Something extraordinary happened today: stocks fell for once. Now you might be thinking that I am a perma-bear, but I promise you I am not. Believe it or not, I actually prefer it when the markets go up. But the reason I sound mildly excited is that the stock market sell-off has injected some much-needed volatility in the FX markets, which have been very quiet so far this week due to the lack of significant economic news. Perceived safe haven currencies such as the Japanese yen, Swiss franc and to a lesser degree the euro all gained ground as the stock markets sold off.
But it remains to be seen whether the sellers would maintain control heading into the close. How Wall Street closes today’s session could have a big impact on Friday’s trend. If the indexes bounce significantly off their lows then we may see some bullish follow-through on Friday, which could help lift the likes of the USD/JPY and USD/CHF off their lows. However, if the stock market weakness persists, the Swiss franc and Japanese yen could rise further.

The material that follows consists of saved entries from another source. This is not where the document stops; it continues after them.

//! Domain types shared by the pollers, the orchestrator and the collaborators.

use chrono::{DateTime, Utc};
use serde::{Deserialize, Serialize};
use solana_sdk::pubkey::Pubkey;
use uuid::Uuid;

use super::error::{FailureKind, TipError};

/// Smallest units (lamports) per whole SOL
pub const LAMPORTS_PER_SOL: u64 = 1_000_000_000;

/// Explorer used for signature links
pub const EXPLORER_TX_URL: &str = "https://solscan.io/tx";

/// Convert a SOL amount to lamports, rounding half up.
///
/// Returns `None` for non-finite or negative input, or when the result does
/// not fit in a `u64`.
#[must_use]
pub fn sol_to_lamports(sol: f64) -> Option<u64> {
    if !sol.is_finite() || sol < 0.0 {
        return None;
    }
    let lamports = (sol * LAMPORTS_PER_SOL as f64 + 0.5).floor();
    if lamports > u64::MAX as f64 {
        return None;
    }
    Some(lamports as u64)
}

#[must_use]
pub fn lamports_to_sol(lamports: u64) -> f64 {
    lamports as f64 / LAMPORTS_PER_SOL as f64
}

/// Result of checking a recipient string
#[derive(Debug, Clone, Copy, Serialize, Deserialize, PartialEq, Eq, Default)]
#[serde(rename_all = "snake_case")]
pub enum AddressValidity {
    /// Nothing typed yet
    #[default]
    Unknown,
    Valid,
    Invalid,
}

/// Native-asset/fiat rate as last observed by the price feed
#[derive(Debug, Clone, Serialize, Deserialize, PartialEq)]
pub struct ExchangeRate {
    /// Last known good rate; survives failed refreshes
    pub value: Option<f64>,
    /// True until the first fetch resolves
    pub loading: bool,
    /// True when the most recent fetch failed
    pub stale: bool,
    pub updated_at: Option<DateTime<Utc>>,
}

impl Default for ExchangeRate {
    fn default() -> Self {
        Self {
            value: None,
            loading: true,
            stale: false,
            updated_at: None,
        }
    }
}

/// Spendable balance of the connected account
#[derive(Debug, Clone, Default, Serialize, Deserialize, PartialEq)]
pub struct BalanceSnapshot {
    /// Account the amount belongs to (base58)
    pub address: Option<String>,
    /// Balance in SOL; `None` means unavailable, not zero
    pub amount: Option<f64>,
    pub loading: bool,
}

/// A tip as the user currently describes it. Derived on demand, never stored.
#[derive(Debug, Clone, PartialEq)]
pub struct TransferIntent {
    pub recipient: String,
    pub fiat_amount: f64,
    /// Fiat amount as the user typed it, used in the success summary
    pub fiat_text: String,
    pub native_amount: f64,
}

impl TransferIntent {
    /// Build an intent from a parsed fiat amount and the current rate.
    /// Without a rate the native amount is zero.
    #[must_use]
    pub fn new(recipient: impl Into<String>, fiat_amount: f64, rate: &ExchangeRate) -> Self {
        let native_amount = match rate.value {
            Some(value) if value > 0.0 => fiat_amount / value,
            _ => 0.0,
        };
        Self {
            recipient: recipient.into(),
            fiat_amount,
            fiat_text: fiat_amount.to_string(),
            native_amount,
        }
    }

    /// Build an intent from raw form text. Unparsable amounts become zero.
    #[must_use]
    pub fn from_input(recipient: &str, fiat_input: &str, rate: &ExchangeRate) -> Self {
        let fiat_text = fiat_input.trim();
        let fiat_amount = fiat_text.parse::<f64>().unwrap_or(0.0);
        Self {
            fiat_text: fiat_text.to_string(),
            ..Self::new(recipient, fiat_amount, rate)
        }
    }
}

/// Phase of the tip state machine
#[derive(Debug, Clone, Copy, Serialize, Deserialize, PartialEq, Eq, Default)]
#[serde(rename_all = "snake_case")]
pub enum TransactionPhase {
    #[default]
    Idle,
    Validating,
    PrecheckingBalance,
    Submitting,
    Confirming,
    Succeeded,
    Failed,
}

impl TransactionPhase {
    pub fn as_str(&self) -> &'static str {
        match self {
            Self::Idle => "idle",
            Self::Validating => "validating",
            Self::PrecheckingBalance => "prechecking_balance",
            Self::Submitting => "submitting",
            Self::Confirming => "confirming",
            Self::Succeeded => "succeeded",
            Self::Failed => "failed",
        }
    }

    #[must_use]
    pub fn is_terminal(&self) -> bool {
        matches!(self, Self::Succeeded | Self::Failed)
    }

    /// A new submit is accepted only from these phases.
    #[must_use]
    pub fn accepts_submit(&self) -> bool {
        matches!(self, Self::Idle | Self::Succeeded | Self::Failed)
    }
}

impl std::fmt::Display for TransactionPhase {
    fn fmt(&self, f: &mut std::fmt::Formatter<'_>) -> std::fmt::Result {
        write!(f, "{}", self.as_str())
    }
}

/// Observable state of the orchestrator
#[derive(Debug, Clone, Serialize, Deserialize, PartialEq)]
pub struct TransactionStatus {
    pub phase: TransactionPhase,
    pub message: Option<String>,
    pub signature: Option<String>,
    pub failure: Option<FailureKind>,
    /// Correlates log lines of one submit attempt
    pub attempt_id: Option<Uuid>,
    pub updated_at: DateTime<Utc>,
}

impl Default for TransactionStatus {
    fn default() -> Self {
        Self::idle()
    }
}

impl TransactionStatus {
    #[must_use]
    pub fn idle() -> Self {
        Self {
            phase: TransactionPhase::Idle,
            message: None,
            signature: None,
            failure: None,
            attempt_id: None,
            updated_at: Utc::now(),
        }
    }

    #[must_use]
    pub fn started(attempt_id: Uuid) -> Self {
        Self {
            phase: TransactionPhase::Validating,
            attempt_id: Some(attempt_id),
            ..Self::idle()
        }
    }

    pub fn advance(&mut self, phase: TransactionPhase, message: Option<&str>) {
        self.phase = phase;
        self.message = message.map(str::to_string);
        self.updated_at = Utc::now();
    }

    pub fn succeed(&mut self, signature: String, summary: String) {
        self.phase = TransactionPhase::Succeeded;
        self.message = Some(summary);
        self.signature = Some(signature);
        self.failure = None;
        self.updated_at = Utc::now();
    }

    pub fn fail(&mut self, error: &TipError) {
        self.phase = TransactionPhase::Failed;
        self.message = Some(error.to_string());
        self.signature = None;
        self.failure = Some(error.kind());
        self.updated_at = Utc::now();
    }

    #[must_use]
    pub fn explorer_url(&self) -> Option<String> {
        self.signature
            .as_ref()
            .map(|sig| format!("{}/{}", EXPLORER_TX_URL, sig))
    }
}

/// Durability level for reads and confirmation
#[derive(Debug, Clone, Copy, Serialize, Deserialize, PartialEq, Eq, Default)]
#[serde(rename_all = "lowercase")]
pub enum Commitment {
    Processed,
    #[default]
    Confirmed,
    Finalized,
}

impl Commitment {
    pub fn as_str(&self) -> &'static str {
        match self {
            Self::Processed => "processed",
            Self::Confirmed => "confirmed",
            Self::Finalized => "finalized",
        }
    }

    /// Whether a reported confirmation status satisfies this level.
    #[must_use]
    pub fn is_satisfied_by(&self, status: &str) -> bool {
        match self {
            Self::Processed => matches!(status, "processed" | "confirmed" | "finalized"),
            Self::Confirmed => matches!(status, "confirmed" | "finalized"),
            Self::Finalized => status == "finalized",
        }
    }
}

impl std::fmt::Display for Commitment {
    fn fmt(&self, f: &mut std::fmt::Formatter<'_>) -> std::fmt::Result {
        write!(f, "{}", self.as_str())
    }
}

/// Recent blockhash and the last block height at which it is accepted
#[derive(Debug, Clone, PartialEq, Eq, Serialize, Deserialize)]
pub struct Anchor {
    pub blockhash: String,
    pub last_valid_block_height: u64,
}

/// Single system-program transfer
#[derive(Debug, Clone, PartialEq, Eq)]
pub struct TransferInstruction {
    pub from: Pubkey,
    pub to: Pubkey,
    pub lamports: u64,
}

/// Everything a wallet needs to build and sign the transfer
#[derive(Debug, Clone, PartialEq, Eq)]
pub struct TransferTransaction {
    pub instruction: TransferInstruction,
    pub anchor: Anchor,
}

impl TransferTransaction {
    #[must_use]
    pub fn fee_payer(&self) -> &Pubkey {
        &self.instruction.from
    }
}

#[derive(Debug, Clone, Copy, PartialEq, Eq)]
pub struct SendOptions {
    pub skip_preflight: bool,
    /// Node-side rebroadcast attempts
    pub max_retries: usize,
    pub preflight_commitment: Commitment,
}

impl Default for SendOptions {
    fn default() -> Self {
        Self {
            skip_preflight: true,
            max_retries: 3,
            preflight_commitment: Commitment::Confirmed,
        }
    }
}

#[derive(Debug, Clone, PartialEq, Eq)]
pub struct ConfirmationRequest {
    pub signature: String,
    pub anchor: Anchor,
}

#[derive(Debug, Clone, Copy, PartialEq, Eq)]
pub enum ConfirmationOutcome {
    Confirmed,
    /// The anchor's last valid block height passed without inclusion
    Expired,
}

An interesting FX pair to watch heading into the end of the week is the EUR/JPY, which tends to have a strong correlation with the stock market. This pair was actually trading flat at the time of this writing despite the stock market sell-off. In fact, so far this month, it has had no consistent correlation with the stock markets, but typically the correlation coefficient is around the 0.80 level.
The EUR/JPY was testing liquidity above the previous day’s range and pulling back a little when this report was written. Failure to hold above the previous day’s high of around 132.17 would be the first warning sign that further losses could be on the way. But for us, a closing break below key support at 131.75 is needed for confirmation. Unless that happens, we would hesitate to turn bearish on this pair despite the Wall Street sell-off. A daily close above 132.17 level on the other hand could possibly pave the way for a rise towards the range highs again.